**EXERCISE REQUIREMENTS:** Transcribe the data below verbatim from the line with "if rlim.rlim_cur == libc::RLIM_INFINITY" to the line with "fn max_open_files() ->". Include both of those lines.

**DATA SUPPLIED:**
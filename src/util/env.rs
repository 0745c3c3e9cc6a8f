use crate::obj::options::EnvOptions;
use crate::obj::status::Status;
use crate::util::random_access_file::{
    Limiter, PosixMmapReadableFile, RandomAccessFile, StdRandomAccessFile,
};
use crate::util::writable_file::{StdWritableFile, WritableFile};
use libc::{gettimeofday, timeval};
use std::fs::{self, DirBuilder};
#[cfg(unix)]
use std::os::unix::fs::DirBuilderExt;
use std::path::Path;
use std::sync::{Arc, OnceLock};
use std::time::Duration;
use std::{env, thread};
use tracing::error;

#[cfg(target_pointer_width = "64")]
pub const DEFAULT_MMAP_LIMIT: i64 = 1000;

#[cfg(not(target_pointer_width = "64"))]
pub const DEFAULT_MMAP_LIMIT: i64 = 0;

#[cfg(not(unix))]
fn compute_max_open_files() -> i64 {
    // 非 unix 平台的文件句柄由系统管理，视为无限制
    i64::MAX
}

#[cfg(unix)]
fn compute_max_open_files() -> i64 {
    unsafe {
        // 获取当前进程可打开文件描述符的数量限制
        let mut rlim: libc::rlimit = std::mem::zeroed();
        if libc::getrlimit(libc::RLIMIT_NOFILE, &mut rlim) != 0 {
            // 获取失败，使用默认值 50。
            return 50;
        }
        if rlim.rlim_cur == libc::RLIM_INFINITY {
            return i64::MAX;
        }
        // 否则，允许使用 20% 的文件描述符数作为只读文件的上限。
        (rlim.rlim_cur / 5) as i64
    }
}

// 使用 OnceLock 来缓存计算结果，避免多次调用系统函数
fn max_open_files() -> i64 {
    static MAX_OPEN_FILES: OnceLock<i64> = OnceLock::new();
    *MAX_OPEN_FILES.get_or_init(compute_max_open_files)
}

#[cfg(unix)]
fn default_test_path() -> String {
    let uid = unsafe { libc::geteuid() };
    format!("/tmp/leveldbtest-{}", uid)
}

#[cfg(not(unix))]
fn default_test_path() -> String {
    env::temp_dir()
        .join("leveldbtest")
        .to_string_lossy()
        .into_owned()
}

/// 存储环境：table cache 通过它打开文件
pub trait Env: Send + Sync {
    fn new_random_access_file(
        &self,
        filename: &Path,
        env_options: &EnvOptions,
    ) -> Result<Box<dyn RandomAccessFile>, Status>;

    fn new_writable_file(&self, filename: &Path) -> Result<Box<dyn WritableFile>, Status>;

    fn file_exists(&self, filename: &Path) -> bool;

    fn get_file_size(&self, filename: &Path) -> Result<u64, Status>;

    fn remove_file(&self, filename: &Path) -> Result<(), Status>;

    fn create_dir(&self, dir: &Path) -> Result<(), Status>;

    fn get_test_directory(&self) -> Result<String, Status>;

    fn now_micros(&self) -> u64;

    fn sleep_for_microseconds(&self, micros: u64) {
        thread::sleep(Duration::from_micros(micros));
    }
}

pub struct StdEnv {
    mmap_limiter_: Arc<Limiter>,
    fd_limiter_: Arc<Limiter>,
}

impl StdEnv {
    pub fn new() -> Self {
        StdEnv {
            mmap_limiter_: Arc::new(Limiter::new(DEFAULT_MMAP_LIMIT)),
            fd_limiter_: Arc::new(Limiter::new(max_open_files())),
        }
    }
}

impl Default for StdEnv {
    fn default() -> Self {
        StdEnv::new()
    }
}

pub fn default_env() -> Arc<dyn Env> {
    static DEFAULT_ENV: OnceLock<Arc<dyn Env>> = OnceLock::new();
    DEFAULT_ENV
        .get_or_init(|| Arc::new(StdEnv::new()))
        .clone()
}

impl Env for StdEnv {
    fn new_random_access_file(
        &self,
        filename: &Path,
        env_options: &EnvOptions,
    ) -> Result<Box<dyn RandomAccessFile>, Status> {
        let filename_str = filename.to_string_lossy();
        if env_options.use_mmap_reads && self.mmap_limiter_.acquire() {
            match PosixMmapReadableFile::new(filename, self.mmap_limiter_.clone()) {
                Ok(file) => Ok(Box::new(file)),
                Err(err) => Err(Status::from_io_error(err, &filename_str)),
            }
        } else {
            match StdRandomAccessFile::new(filename, self.fd_limiter_.clone()) {
                Ok(file) => Ok(Box::new(file)),
                Err(err) => Err(Status::from_io_error(err, &filename_str)),
            }
        }
    }

    fn new_writable_file(&self, filename: &Path) -> Result<Box<dyn WritableFile>, Status> {
        match StdWritableFile::new(filename, true) {
            Ok(writable_file) => Ok(Box::new(writable_file)),
            Err(err) => Err(Status::from_io_error(err, &filename.to_string_lossy())),
        }
    }

    fn file_exists(&self, filename: &Path) -> bool {
        filename.exists()
    }

    fn get_file_size(&self, filename: &Path) -> Result<u64, Status> {
        match fs::metadata(filename) {
            Ok(meta) => Ok(meta.len()),
            Err(e) => Err(Status::from_io_error(e, &filename.to_string_lossy())),
        }
    }

    fn remove_file(&self, filename: &Path) -> Result<(), Status> {
        fs::remove_file(filename).map_err(|err| {
            error!("remove file {} error: {}", filename.display(), err);
            Status::from_io_error(err, &filename.to_string_lossy())
        })
    }

    fn create_dir(&self, dir: &Path) -> Result<(), Status> {
        // 如果文件夹已存在，直接返回成功
        if dir.exists() {
            return Ok(());
        }
        let mut builder = DirBuilder::new();
        builder.recursive(true);
        #[cfg(unix)]
        {
            builder.mode(0o755);
        }
        builder
            .create(dir)
            .map_err(|err| Status::from_io_error(err, &dir.to_string_lossy()))
    }

    fn get_test_directory(&self) -> Result<String, Status> {
        let dir = match env::var("TEST_TMPDIR") {
            Ok(env_val) if !env_val.is_empty() => env_val,
            _ => default_test_path(),
        };
        self.create_dir(Path::new(&dir))?;
        Ok(dir)
    }

    fn now_micros(&self) -> u64 {
        let mut tv = timeval {
            tv_sec: 0,
            tv_usec: 0,
        };
        unsafe {
            gettimeofday(&mut tv, std::ptr::null_mut());
        }
        (tv.tv_sec as u64) * 1_000_000 + (tv.tv_usec as u64)
    }
}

**WRITTEN ANSWER:**
        if rlim.rlim_cur == libc::RLIM_INFINITY {
            return i64::MAX;
        }
        // 否则，允许使用 20% 的文件描述符数作为只读文件的上限。
        (rlim.rlim_cur / 5) as i64
    }
}

// 使用 OnceLock 来缓存计算结果，避免多次调用系统函数
fn max_open_files() -> i64 {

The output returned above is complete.